Building the largest container port in the world is a major challenge for “occasional client” Abu Dhabi Ports Company. Marissa Lynch reports.

The Khalifa Port and Industrial Zone goes beyond the title of one of the largest port developments in the region. Once complete it will be two-thirds the size of Singapore, cost £4.4bn and deliver an environmental protection plan aimed at impressing the staunchest of environmentalists.

For the first stage of the project the Khalifa Port & Industrial zone will encompass 51km2, but by the close of the second stage, the industrial area will be stretched out to 370km2.

Already, a huge amount of land reclamation has been carried out to create the port island, and to level the land for the first phase of the industrial zone.

In total, 45M.m3 of earth was dredged and used for the land reclamation.

World’s largest

Port developer Abu Dhabi Ports Company (ADPC) wants the port to be the world’s largest by 2030. When the project is complete at the end of 2012, annual capacity is expected to reach 2M TEU containers a year plus 12M.t of cargo, while it has projected 15M TEU containers a year by 2030, with 35M.t of cargo.

The Kizad (Khalifa Industrial Zone Abu Dhabi) development as it is known is located halfway between Abu Dhabi and Dubai. It has engaged some of the biggest global names in construction and engineering from to help complete the project.

The man behind the huge development is ADPC chief executive and former Laing O’Rourke chief executive Tony Douglas.

Douglas’ mantra is a simple one. “Do everything with a bit of fun. It’s a beautiful day, the sun is shining,” he says.

But as he slams his fists on the table with a wry smile and proclaims, “we will finish in time”, you begin to see it’s more about intricate management of the process than fun.

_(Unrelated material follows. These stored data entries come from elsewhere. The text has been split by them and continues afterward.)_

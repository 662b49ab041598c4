use anyhow::Result;
use serde::Deserialize;
use serde_json::{Value, json};
use std::path::Path;
use tokio::io::{AsyncBufReadExt, AsyncWriteExt, BufReader};
use tracing::info;

use crate::engine::{EngineCache, normalize_language};
use crate::pipeline;

const SERVER_NAME: &str = "fast-paddleocr-mcp";
const TOOL_NAME: &str = "ocr_image";

const PARSE_ERROR: i64 = -32700;
const INVALID_REQUEST: i64 = -32600;
const METHOD_NOT_FOUND: i64 = -32601;
const INVALID_PARAMS: i64 = -32602;
const INTERNAL_ERROR: i64 = -32603;

/// Runs the JSON-RPC tool server over stdio: one line in, one response
/// line out, one request in flight at a time. The engine cache lives for
/// the life of the loop.
pub async fn run_server() -> Result<()> {
    let mut cache = EngineCache::with_default_factory();
    info!("mcp server listening on stdio");

    let stdin = tokio::io::stdin();
    let stdout = tokio::io::stdout();
    let mut reader = BufReader::new(stdin).lines();
    let mut writer = stdout;

    while let Some(line) = reader.next_line().await? {
        if line.trim().is_empty() {
            continue;
        }
        let response = match handle_line(&line, &mut cache) {
            Ok(Some(value)) => Some(value),
            Ok(None) => None,
            Err(err) => Some(jsonrpc_error(None, INTERNAL_ERROR, &err.to_string())),
        };
        if let Some(value) = response {
            let payload = serde_json::to_vec(&value)?;
            writer.write_all(&payload).await?;
            writer.write_all(b"\n").await?;
            writer.flush().await?;
        }
    }

    Ok(())
}

fn handle_line(line: &str, cache: &mut EngineCache) -> Result<Option<Value>> {
    let value: Value = match serde_json::from_str(line) {
        Ok(value) => value,
        Err(err) => {
            return Ok(Some(jsonrpc_error(
                None,
                PARSE_ERROR,
                &format!("parse error: {err}"),
            )));
        }
    };
    let id = value.get("id").cloned();
    let method = match value.get("method").and_then(|method| method.as_str()) {
        Some(method) => method,
        None => return Ok(Some(jsonrpc_error(id, INVALID_REQUEST, "invalid request"))),
    };
    let params = value.get("params").cloned().unwrap_or_else(|| json!({}));

    let response = match method {
        "initialize" => Some(jsonrpc_response(id, initialize_result(&params))),
        "tools/list" => Some(jsonrpc_response(id, tools_list_result())),
        "tools/call" => Some(match tools_call_result(params, cache) {
            Ok(result) => jsonrpc_response(id, result),
            Err(dispatch) => jsonrpc_error(id, dispatch.code, &dispatch.message),
        }),
        "resources/list" => Some(jsonrpc_response(id, json!({ "resources": [] }))),
        "prompts/list" => Some(jsonrpc_response(id, json!({ "prompts": [] }))),
        "initialized" | "notifications/initialized" => None,
        _ => Some(jsonrpc_error(id, METHOD_NOT_FOUND, "method not found")),
    };
    Ok(response)
}

fn initialize_result(params: &Value) -> Value {
    let requested = params
        .get("protocolVersion")
        .and_then(|value| value.as_str())
        .unwrap_or("unknown");
    json!({
        "protocolVersion": requested,
        "capabilities": {
            "tools": { "listChanged": false },
            "resources": {},
            "prompts": {}
        },
        "serverInfo": {
            "name": SERVER_NAME,
            "version": env!("CARGO_PKG_VERSION")
        }
    })
}

fn tools_list_result() -> Value {
    json!({
        "tools": [
            {
                "name": TOOL_NAME,
                "description": "Extract text from an image with PaddleOCR. Writes a markdown file (image path + .md) and a snapshot file (image path + .snapshot.log) with bounding boxes in original image coordinates, and returns both paths.",
                "inputSchema": {
                    "type": "object",
                    "properties": {
                        "image_path": {
                            "type": "string",
                            "description": "Path to the input image file"
                        },
                        "language": {
                            "type": "string",
                            "description": "Language code for OCR (e.g. 'ch' for Chinese+English, 'en', 'japan', 'korean')",
                            "default": "ch"
                        }
                    },
                    "required": ["image_path", "language"]
                }
            }
        ]
    })
}

struct DispatchError {
    code: i64,
    message: String,
}

impl DispatchError {
    fn tool_not_found(name: &str) -> Self {
        Self {
            code: METHOD_NOT_FOUND,
            message: format!("unknown tool: {name}"),
        }
    }

    fn invalid_params(message: impl Into<String>) -> Self {
        Self {
            code: INVALID_PARAMS,
            message: message.into(),
        }
    }
}

#[derive(Debug, Deserialize, Default)]
#[serde(default)]
struct OcrArgs {
    image_path: Option<String>,
    language: Option<String>,
}

fn tools_call_result(params: Value, cache: &mut EngineCache) -> Result<Value, DispatchError> {
    let name = params
        .get("name")
        .and_then(|value| value.as_str())
        .unwrap_or("");
    if name != TOOL_NAME {
        return Err(DispatchError::tool_not_found(name));
    }

    let args_value = params
        .get("arguments")
        .cloned()
        .unwrap_or_else(|| json!({}));
    let args: OcrArgs = serde_json::from_value(args_value)
        .map_err(|err| DispatchError::invalid_params(format!("invalid arguments: {err}")))?;
    let Some(image_path) = args.image_path else {
        return Err(DispatchError::invalid_params("image_path is required"));
    };
    let language = normalize_language(args.language.as_deref().unwrap_or(""));

    match pipeline::run_server_request(Path::new(&image_path), &language, cache) {
        Ok(outcome) => Ok(json!({
            "content": [
                {
                    "type": "text",
                    "text": outcome.markdown_path.display().to_string()
                },
                {
                    "type": "text",
                    "text": outcome.snapshot_path.display().to_string()
                }
            ]
        })),
        Err(err) => Ok(tool_error(&format!("{err:#}"))),
    }
}

fn jsonrpc_response(id: Option<Value>, result: Value) -> Value {
    json!({
        "jsonrpc": "2.0",
        "id": id,
        "result": result
    })
}

fn jsonrpc_error(id: Option<Value>, code: i64, message: &str) -> Value {
    json!({
        "jsonrpc": "2.0",
        "id": id,
        "error": {
            "code": code,
            "message": message
        }
    })
}

fn tool_error(message: &str) -> Value {
    json!({
        "content": [
            {
                "type": "text",
                "text": message
            }
        ],
        "isError": true
    })
}

#[cfg(test)]
mod tests {
    use super::*;
    use crate::engine::OcrEngine;
    use crate::recognition::PageResult;
    use image::{Rgb, RgbImage};
    use std::path::PathBuf;
    use tempfile::tempdir;

    struct FixedEngine {
        texts: Vec<String>,
    }

    impl OcrEngine for FixedEngine {
        fn recognize(&self, _image: &Path) -> Result<Vec<PageResult>> {
            Ok(vec![PageResult::from_texts(self.texts.clone())])
        }
    }

    fn test_cache(texts: &[&str]) -> EngineCache {
        let texts: Vec<String> = texts.iter().map(|text| text.to_string()).collect();
        EngineCache::new(Box::new(move |_language| {
            Ok(Box::new(FixedEngine {
                texts: texts.clone(),
            }) as Box<dyn OcrEngine>)
        }))
    }

    fn handle(line: &str, cache: &mut EngineCache) -> Option<Value> {
        handle_line(line, cache).expect("handle line")
    }

    fn error_code(response: &Value) -> i64 {
        response["error"]["code"].as_i64().expect("error code")
    }

    #[test]
    fn malformed_json_is_a_parse_error() {
        let mut cache = test_cache(&[]);
        let response = handle("{not json", &mut cache).expect("response");
        assert_eq!(error_code(&response), PARSE_ERROR);
    }

    #[test]
    fn unknown_methods_are_rejected() {
        let mut cache = test_cache(&[]);
        let response = handle(
            r#"{"jsonrpc":"2.0","id":1,"method":"tools/delete"}"#,
            &mut cache,
        )
        .expect("response");
        assert_eq!(error_code(&response), METHOD_NOT_FOUND);
        assert_eq!(response["id"], json!(1));
    }

    #[test]
    fn initialized_notification_has_no_response() {
        let mut cache = test_cache(&[]);
        assert!(
            handle(
                r#"{"jsonrpc":"2.0","method":"notifications/initialized"}"#,
                &mut cache
            )
            .is_none()
        );
    }

    #[test]
    fn initialize_reports_server_info() {
        let mut cache = test_cache(&[]);
        let response = handle(
            r#"{"jsonrpc":"2.0","id":0,"method":"initialize","params":{"protocolVersion":"2024-11-05"}}"#,
            &mut cache,
        )
        .expect("response");
        assert_eq!(response["result"]["serverInfo"]["name"], json!(SERVER_NAME));
        assert_eq!(response["result"]["protocolVersion"], json!("2024-11-05"));
    }

    #[test]
    fn tools_list_exposes_the_ocr_tool() {
        let mut cache = test_cache(&[]);
        let response = handle(
            r#"{"jsonrpc":"2.0","id":2,"method":"tools/list"}"#,
            &mut cache,
        )
        .expect("response");
        let tools = response["result"]["tools"].as_array().expect("tools");
        assert_eq!(tools.len(), 1);
        assert_eq!(tools[0]["name"], json!(TOOL_NAME));
        assert_eq!(
            tools[0]["inputSchema"]["required"],
            json!(["image_path", "language"])
        );
    }

    #[test]
    fn missing_image_path_is_invalid_params() {
        let mut cache = test_cache(&[]);
        let response = handle(
            r#"{"jsonrpc":"2.0","id":3,"method":"tools/call","params":{"name":"ocr_image","arguments":{}}}"#,
            &mut cache,
        )
        .expect("response");
        assert_eq!(error_code(&response), INVALID_PARAMS);
    }

    #[test]
    fn wrong_argument_types_are_invalid_params() {
        let mut cache = test_cache(&[]);
        let response = handle(
            r#"{"jsonrpc":"2.0","id":4,"method":"tools/call","params":{"name":"ocr_image","arguments":{"image_path":7}}}"#,
            &mut cache,
        )
        .expect("response");
        assert_eq!(error_code(&response), INVALID_PARAMS);
    }

    #[test]
    fn unknown_tools_are_not_found() {
        let mut cache = test_cache(&[]);
        let response = handle(
            r#"{"jsonrpc":"2.0","id":5,"method":"tools/call","params":{"name":"other_tool","arguments":{}}}"#,
            &mut cache,
        )
        .expect("response");
        assert_eq!(error_code(&response), METHOD_NOT_FOUND);
    }

    #[test]
    fn missing_input_file_is_a_tool_error() {
        let mut cache = test_cache(&["never reached"]);
        let response = handle(
            r#"{"jsonrpc":"2.0","id":6,"method":"tools/call","params":{"name":"ocr_image","arguments":{"image_path":"/nonexistent/image.png"}}}"#,
            &mut cache,
        )
        .expect("response");
        let result = &response["result"];
        assert_eq!(result["isError"], json!(true));
        assert!(
            result["content"][0]["text"]
                .as_str()
                .expect("text")
                .contains("not found")
        );
    }

    #[test]
    fn successful_call_returns_both_output_paths() {
        let dir = tempdir().expect("tempdir");
        let input = dir.path().join("scan.png");
        RgbImage::from_pixel(64, 64, Rgb([255, 255, 255]))
            .save(&input)
            .expect("save test image");

        let mut cache = test_cache(&["Hello"]);
        let request = json!({
            "jsonrpc": "2.0",
            "id": 7,
            "method": "tools/call",
            "params": {
                "name": TOOL_NAME,
                "arguments": { "image_path": input.display().to_string(), "language": "EN" }
            }
        });
        let response = handle(&request.to_string(), &mut cache).expect("response");
        let content = response["result"]["content"].as_array().expect("content");
        assert_eq!(content.len(), 2);

        let markdown_path = PathBuf::from(content[0]["text"].as_str().expect("md path"));
        let snapshot_path = PathBuf::from(content[1]["text"].as_str().expect("snapshot path"));
        assert!(markdown_path.ends_with("scan.png.md"));
        assert!(snapshot_path.ends_with("scan.png.snapshot.log"));

        let markdown = std::fs::read_to_string(&markdown_path).expect("read markdown");
        assert!(markdown.contains("- Hello\n"));
        // language is normalized before it reaches the output
        assert!(markdown.contains("**Language:** `en`"));
        assert!(snapshot_path.exists());
    }
}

As former Heathrow Airport chief executive, and the force behind the delivery of Terminal 5 at Heathrow, Douglas is no stranger to huge projects.

“Occasional” client

But he says the devil has been in the detail, and changing the mindset of ADPC as an “occasional” client has been the biggest challenge.

“There are a few different types of client. There’s the procurer client, which really knows what it is doing and there’s also an occasional client like ADPC, which has never done this before.

Project manager Bechtel, is ensuring all the pieces and the multitude of companies on site work towards the same timescale to achieve the ambitious deadlines.

“The amount of reclamation to bring the seabed up is something I’ve not seen before ”

Peter Marvin, ADPC

 

Managing the process has been a challenge for Bechtel vice president and project manager Amjad Bangash, but he is completely confident about the work Bechtel has done on site.

“I don’t think there is any chance we are not going to deliver. We will deliver and it will be on time,” he says.
ADPC senior vice president Peter Marvin says the biggest challenge has been working around what he calls “sensitive neighbours”.

“I guess working immediately adjacent to one of the Gulf’s major coral reefs ranks up there,” he says. “On the other side there is the Taweelah power station and the newly constructed Dolphin gas pipeline connecting Abu Dhabi and Qatar. There has been a huge amount of dredging with very, very sensitive neighbours.”

The coral reef presented a major challenge. “This involved moving the port island offshore so that it didn’t touch the reef. The amount of reclamation to bring seabed up, and the environmental breakwater is something I’ve not seen before and more than 800M dirham (£134M) was dedicated to it.”